— Exercise details —
Look through the lines below and extract any with the word "trimmed".

— Input data —
____________________
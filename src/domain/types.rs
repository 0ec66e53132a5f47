//! Core types used throughout the domain layer
//!
//! This module defines the habit identifier, the creation timestamp format and
//! the parsing rules for completion dates.

use std::fmt;
use std::str::FromStr;

use chrono::{DateTime, NaiveDate, NaiveDateTime, SecondsFormat, Utc};
use serde::{Deserialize, Serialize};
use uuid::Uuid;

use crate::domain::DomainError;

/// Unique identifier for a habit document
///
/// The store assigns it on insert. Wrapping the UUID keeps raw strings from
/// path segments out of store calls until they have been parsed.
#[derive(Debug, Clone, Copy, PartialEq, Eq, Hash, PartialOrd, Ord, Serialize, Deserialize)]
#[serde(transparent)]
pub struct HabitId(pub Uuid);

impl HabitId {
    /// Generate a new random habit ID
    pub fn new() -> Self {
        Self(Uuid::new_v4())
    }

    /// Parse an ID coming from a request path or a stored document
    pub fn parse(s: &str) -> Result<Self, DomainError> {
        Uuid::parse_str(s.trim())
            .map(Self)
            .map_err(|e| DomainError::InvalidHabitId {
                id: s.to_string(),
                reason: e.to_string(),
            })
    }
}

impl Default for HabitId {
    fn default() -> Self {
        Self::new()
    }
}

impl fmt::Display for HabitId {
    fn fmt(&self, f: &mut fmt::Formatter<'_>) -> fmt::Result {
        self.0.fmt(f)
    }
}

impl FromStr for HabitId {
    type Err = DomainError;

    fn from_str(s: &str) -> Result<Self, Self::Err> {
        Self::parse(s)
    }
}

/// Format a timestamp the way `createdAt` is stored: UTC, millisecond precision.
///
/// Every stored timestamp has the same width, so sorting the strings sorts
/// the instants.
pub fn format_timestamp(at: &DateTime<Utc>) -> String {
    at.to_rfc3339_opts(SecondsFormat::Millis, true)
}

/// Serde adapter for `createdAt`
pub mod timestamp {
    use chrono::{DateTime, Utc};
    use serde::{Deserialize, Deserializer, Serializer};

    pub fn serialize<S: Serializer>(at: &DateTime<Utc>, serializer: S) -> Result<S::Ok, S::Error> {
        serializer.serialize_str(&super::format_timestamp(at))
    }

    pub fn deserialize<'de, D: Deserializer<'de>>(deserializer: D) -> Result<DateTime<Utc>, D::Error> {
        let raw = String::deserialize(deserializer)?;
        DateTime::parse_from_rfc3339(&raw)
            .map(|at| at.with_timezone(&Utc))
            .map_err(serde::de::Error::custom)
    }
}

/// Parse a completion date, dropping any time-of-day component
///
/// Accepts plain `YYYY-MM-DD`, RFC 3339 timestamps (the calendar date is taken
/// in the timestamp's own offset) and naive `YYYY-MM-DDTHH:MM:SS[.fff]`
/// timestamps.
pub fn parse_completion_date(raw: &str) -> Result<NaiveDate, DomainError> {
    let trimmed = raw.trim();

    if let Ok(date) = NaiveDate::parse_from_str(trimmed, "%Y-%m-%d") {
        return Ok(date);
    }

    if let Ok(at) = DateTime::parse_from_rfc3339(trimmed) {
        return Ok(at.date_naive());
    }

    for format in ["%Y-%m-%dT%H:%M:%S%.f", "%Y-%m-%d %H:%M:%S%.f"] {
        if let Ok(at) = NaiveDateTime::parse_from_str(trimmed, format) {
            return Ok(at.date());
        }
    }

    Err(DomainError::InvalidDate(format!(
        "'{}' is not a calendar date (expected YYYY-MM-DD)",
        raw
    )))
}
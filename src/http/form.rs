//! Request bodies for create and update
//!
//! The web client sends either JSON or `multipart/form-data` (when an image
//! is attached). Both are read into the same flat field map.

use axum::{
    body::Bytes,
    extract::{FromRequest, Multipart, Request},
    http::header::CONTENT_TYPE,
};
use serde_json::{Map, Value};

use crate::http::error::ApiError;
use crate::http::upload::{UploadedImage, IMAGE_FIELD};

const INVALID_BODY: &str = "Invalid request body";

/// Text fields and an optional image from a create or update request
#[derive(Debug, Default)]
pub struct HabitForm {
    pub fields: Map<String, Value>,
    pub image: Option<UploadedImage>,
}

impl<S> FromRequest<S> for HabitForm
where
    S: Send + Sync,
{
    type Rejection = ApiError;

    async fn from_request(req: Request, state: &S) -> Result<Self, Self::Rejection> {
        let is_multipart = req
            .headers()
            .get(CONTENT_TYPE)
            .and_then(|value| value.to_str().ok())
            .is_some_and(|value| value.starts_with("multipart/form-data"));

        if is_multipart {
            let multipart = Multipart::from_request(req, state)
                .await
                .map_err(|e| ApiError::bad_request(INVALID_BODY, e.body_text()))?;
            read_multipart(multipart).await
        } else {
            let body = Bytes::from_request(req, state)
                .await
                .map_err(|e| ApiError::bad_request(INVALID_BODY, e.body_text()))?;
            Ok(Self {
                fields: json_fields(&body)?,
                image: None,
            })
        }
    }
}

async fn read_multipart(mut multipart: Multipart) -> Result<HabitForm, ApiError> {
    let mut form = HabitForm::default();

    while let Some(field) = multipart
        .next_field()
        .await
        .map_err(|e| ApiError::bad_request(INVALID_BODY, e.body_text()))?
    {
        let name = field.name().unwrap_or_default().to_string();
        let file_name = field.file_name().map(str::to_string);

        if file_name.is_some() {
            if name != IMAGE_FIELD {
                tracing::debug!("Ignoring file in form field '{}'", name);
                continue;
            }

            let bytes = field
                .bytes()
                .await
                .map_err(|e| ApiError::bad_request(INVALID_BODY, e.body_text()))?;
            // Browsers send an empty part when no file was picked
            if !bytes.is_empty() && form.image.is_none() {
                form.image = Some(UploadedImage { file_name, bytes });
            }
        } else {
            let text = field
                .text()
                .await
                .map_err(|e| ApiError::bad_request(INVALID_BODY, e.body_text()))?;
            form.fields.insert(name, Value::String(text));
        }
    }

    Ok(form)
}

/// Parse a JSON object body; an empty body has no fields
pub fn json_fields(body: &[u8]) -> Result<Map<String, Value>, ApiError> {
    if body.iter().all(u8::is_ascii_whitespace) {
        return Ok(Map::new());
    }

    match serde_json::from_slice::<Value>(body) {
        Ok(Value::Object(fields)) => Ok(fields),
        Ok(_) => Err(ApiError::bad_request(INVALID_BODY, "expected a JSON object")),
        Err(e) => Err(ApiError::bad_request(INVALID_BODY, e)),
    }
}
____________________
— Your response —
    let trimmed = raw.trim();
    if let Ok(date) = NaiveDate::parse_from_str(trimmed, "%Y-%m-%d") {
    if let Ok(at) = DateTime::parse_from_rfc3339(trimmed) {
        if let Ok(at) = NaiveDateTime::parse_from_str(trimmed, format) {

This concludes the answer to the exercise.